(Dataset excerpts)
++++
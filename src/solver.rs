use crate::model::{Bound, Constraint, Problem, VariableKey};
use good_lp::variable;
use good_lp::{
    Expression, ProblemVariables, ResolutionError, Solution as LpSolution, SolverModel, Variable,
    constraint, default_solver,
};
use log::{info, warn};
use serde::Serialize;
use std::collections::HashMap;
use std::fmt;
use std::time::{Duration, Instant};

/// Values closer to zero than this count as zero when reading a solution.
pub const VALUE_EPSILON: f64 = 1e-6;

/// Terminal engine verdict. Infeasible, unbounded and undefined are answers
/// about the program, not faults, and travel inside the `Solution`.
///
/// `Feasible` is reserved for engines reporting an incumbent without an
/// optimality proof; the bundled HiGHS backend always proves or fails.
#[derive(Debug, Clone, Copy, PartialEq, Eq, Serialize)]
#[serde(rename_all = "camelCase")]
pub enum SolveStatus {
    Optimal,
    Feasible,
    Infeasible,
    Unbounded,
    Undefined,
}

impl SolveStatus {
    /// Whether the variable values carry an actual assignment.
    pub fn is_usable(self) -> bool {
        matches!(self, SolveStatus::Optimal | SolveStatus::Feasible)
    }
}

impl fmt::Display for SolveStatus {
    fn fmt(&self, f: &mut fmt::Formatter<'_>) -> fmt::Result {
        let label = match self {
            SolveStatus::Optimal => "optimal",
            SolveStatus::Feasible => "feasible",
            SolveStatus::Infeasible => "infeasible",
            SolveStatus::Unbounded => "unbounded",
            SolveStatus::Undefined => "undefined",
        };
        write!(f, "{label}")
    }
}

/// Engine answer for one submitted program. `values` is empty unless the
/// status is usable; the objective is recomputed from the program's own
/// coefficients so it always agrees with `values`.
#[derive(Debug, Clone)]
pub struct Solution {
    pub status: SolveStatus,
    pub values: HashMap<VariableKey, f64>,
    pub objective: f64,
    pub elapsed: Duration,
}

impl Solution {
    pub fn value(&self, key: &VariableKey) -> f64 {
        self.values.get(key).copied().unwrap_or(0.0)
    }
}

/// Faults of the engine itself, as opposed to verdicts about the program.
#[derive(Debug, thiserror::Error)]
pub enum EngineError {
    #[error("solver engine is not available: {0}")]
    Unavailable(String),

    #[error("constraint '{constraint}' references unknown variable {key}")]
    UnknownVariable { constraint: String, key: VariableKey },

    #[error("solver engine crashed: {0}")]
    Crashed(String),
}

/// Handle to the bundled HiGHS engine. Obtained once through `probe` and
/// reused for every solve; the engine keeps no state between calls.
#[derive(Debug)]
pub struct SolverEngine(());

impl SolverEngine {
    /// Verifies the engine by solving a one-variable program end to end.
    /// Until a probe succeeds, solving stays disabled at the boundary.
    pub fn probe() -> Result<Self, EngineError> {
        let key = VariableKey::new("probe", "probe");
        let tiny = Problem {
            name: "engine probe".to_string(),
            objective: vec![(key.clone(), 1.0)],
            constraints: vec![Constraint {
                name: "probe_floor".to_string(),
                terms: vec![(key.clone(), 1.0)],
                bound: Bound::AtLeast(1.0),
            }],
            binaries: None,
        };
        let solution = run(&tiny)?;
        if solution.status != SolveStatus::Optimal || (solution.value(&key) - 1.0).abs() > VALUE_EPSILON
        {
            return Err(EngineError::Unavailable(format!(
                "probe ended {} with value {}",
                solution.status,
                solution.value(&key)
            )));
        }
        info!("Solver engine probe succeeded in {:.2?}", solution.elapsed);
        Ok(SolverEngine(()))
    }

    /// Submits a program without blocking the async caller. The program is
    /// never mutated; infeasible or unbounded verdicts come back as data.
    pub async fn solve(&self, problem: &Problem) -> Result<Solution, EngineError> {
        let problem = problem.clone();
        match tokio::task::spawn_blocking(move || run(&problem)).await {
            Ok(result) => result,
            Err(join) => Err(EngineError::Crashed(join.to_string())),
        }
    }
}

fn run(problem: &Problem) -> Result<Solution, EngineError> {
    let start_time = Instant::now();
    info!(
        "Translating {} with {} variables and {} constraints for the engine...",
        problem.name,
        problem.variable_count(),
        problem.constraint_count()
    );

    // decision variables, one per objective entry, in emission order
    let mut vars = ProblemVariables::new();
    let mut by_key: HashMap<&VariableKey, Variable> =
        HashMap::with_capacity(problem.variable_count());
    for (key, _) in &problem.objective {
        let var = if problem.is_binary(key) {
            vars.add(variable().binary())
        } else {
            vars.add(variable().min(0.0))
        };
        by_key.insert(key, var);
    }

    let objective: Expression = problem
        .objective
        .iter()
        .map(|(key, coef)| *coef * by_key[key])
        .sum();

    let mut model = vars
        .minimise(objective)
        .using(default_solver)
        .set_option("threads", 1) // limit to 1 thread for reproducibility
        .set_option("random_seed", 1234) //set seed for reproducibility
        .set_option("log_to_console", "false");

    for c in &problem.constraints {
        let mut terms = Vec::with_capacity(c.terms.len());
        for (key, coef) in &c.terms {
            let var = by_key
                .get(key)
                .copied()
                .ok_or_else(|| EngineError::UnknownVariable {
                    constraint: c.name.clone(),
                    key: key.clone(),
                })?;
            terms.push(*coef * var);
        }
        let lhs: Expression = terms.into_iter().sum();
        match c.bound {
            Bound::Fixed(v) => {
                model.add_constraint(constraint!(lhs == v));
            }
            Bound::AtLeast(v) => {
                model.add_constraint(constraint!(lhs >= v));
            }
            Bound::Between(lo, hi) => {
                let upper = lhs.clone();
                model.add_constraint(constraint!(lhs >= lo));
                model.add_constraint(constraint!(upper <= hi));
            }
        }
    }

    info!("Starting engine run for {}...", problem.name);
    let (status, values) = match model.solve() {
        Ok(solved) => {
            let values: HashMap<VariableKey, f64> = problem
                .objective
                .iter()
                .map(|(key, _)| (key.clone(), solved.value(by_key[key])))
                .collect();
            (SolveStatus::Optimal, values)
        }
        Err(ResolutionError::Infeasible) => (SolveStatus::Infeasible, HashMap::new()),
        Err(ResolutionError::Unbounded) => (SolveStatus::Unbounded, HashMap::new()),
        Err(e) => {
            warn!("Engine gave no verdict for {}: {}", problem.name, e);
            (SolveStatus::Undefined, HashMap::new())
        }
    };

    // objective recomputed from the emitted coefficients and values
    let objective_value: f64 = problem
        .objective
        .iter()
        .map(|(key, coef)| coef * values.get(key).copied().unwrap_or(0.0))
        .sum();

    let elapsed = start_time.elapsed();
    info!("Engine finished {} as {} in {:.2?}", problem.name, status, elapsed);

    Ok(Solution {
        status,
        values,
        objective: objective_value,
        elapsed,
    })
}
++++
- [Required work] Please copy every line of the data that carries the string "Expression".

- [Finished task]
    Expression, ProblemVariables, ResolutionError, Solution as LpSolution, SolverModel, Variable,
    let objective: Expression = problem
        let lhs: Expression = terms.into_iter().sum();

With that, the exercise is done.